## [Exercise]
All of the data is to be repeated verbatim.

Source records
......
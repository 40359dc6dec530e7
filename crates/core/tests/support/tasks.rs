//! Task fixtures for integration tests.

use planboard_domain::{DateInput, ProjectType, Task};

/// Bare task with no date and no flags.
pub fn undated(id: &str, name: &str) -> Task {
    Task {
        id: id.to_string(),
        name: name.to_string(),
        issued_date: None,
        created_date: None,
        task_category_name: None,
        is_holiday: None,
        is_out_of_office: None,
        project_type: None,
        project_code: None,
        status: None,
    }
}

/// Ordinary task issued on the given `YYYY-MM-DD` date.
pub fn dated(id: &str, name: &str, raw_date: &str) -> Task {
    let mut task = undated(id, name);
    task.issued_date = Some(DateInput::Text(raw_date.to_string()));
    task
}

/// Holiday task on the given date.
pub fn holiday(id: &str, name: &str, raw_date: &str) -> Task {
    let mut task = dated(id, name, raw_date);
    task.is_holiday = Some(true);
    task
}

/// Out-of-office task on the given date (explicit flag).
pub fn out_of_office(id: &str, name: &str, raw_date: &str) -> Task {
    let mut task = dated(id, name, raw_date);
    task.is_out_of_office = Some(true);
    task
}

/// Attach a project classification and code.
pub fn with_project(mut task: Task, project_type: ProjectType, code: &str) -> Task {
    task.project_type = Some(project_type);
    task.project_code = Some(code.to_string());
    task
}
......
## [Output for this task]
repository 40359dc6dec530e7
filename crates/core/tests/support/tasks.rs
//! Task fixtures for integration tests.

use planboard_domain::{DateInput, ProjectType, Task};

/// Bare task with no date and no flags.
pub fn undated(id: &str, name: &str) -> Task {
    Task {
        id: id.to_string(),
        name: name.to_string(),
        issued_date: None,
        created_date: None,
        task_category_name: None,
        is_holiday: None,
        is_out_of_office: None,
        project_type: None,
        project_code: None,
        status: None,
    }
}

/// Ordinary task issued on the given `YYYY-MM-DD` date.
pub fn dated(id: &str, name: &str, raw_date: &str) -> Task {
    let mut task = undated(id, name);
    task.issued_date = Some(DateInput::Text(raw_date.to_string()));
    task
}

/// Holiday task on the given date.
pub fn holiday(id: &str, name: &str, raw_date: &str) -> Task {
    let mut task = dated(id, name, raw_date);
    task.is_holiday = Some(true);
    task
}

/// Out-of-office task on the given date (explicit flag).
pub fn out_of_office(id: &str, name: &str, raw_date: &str) -> Task {
    let mut task = dated(id, name, raw_date);
    task.is_out_of_office = Some(true);
    task
}

/// Attach a project classification and code.
pub fn with_project(mut task: Task, project_type: ProjectType, code: &str) -> Task {
    task.project_type = Some(project_type);
    task.project_code = Some(code.to_string());
    task
}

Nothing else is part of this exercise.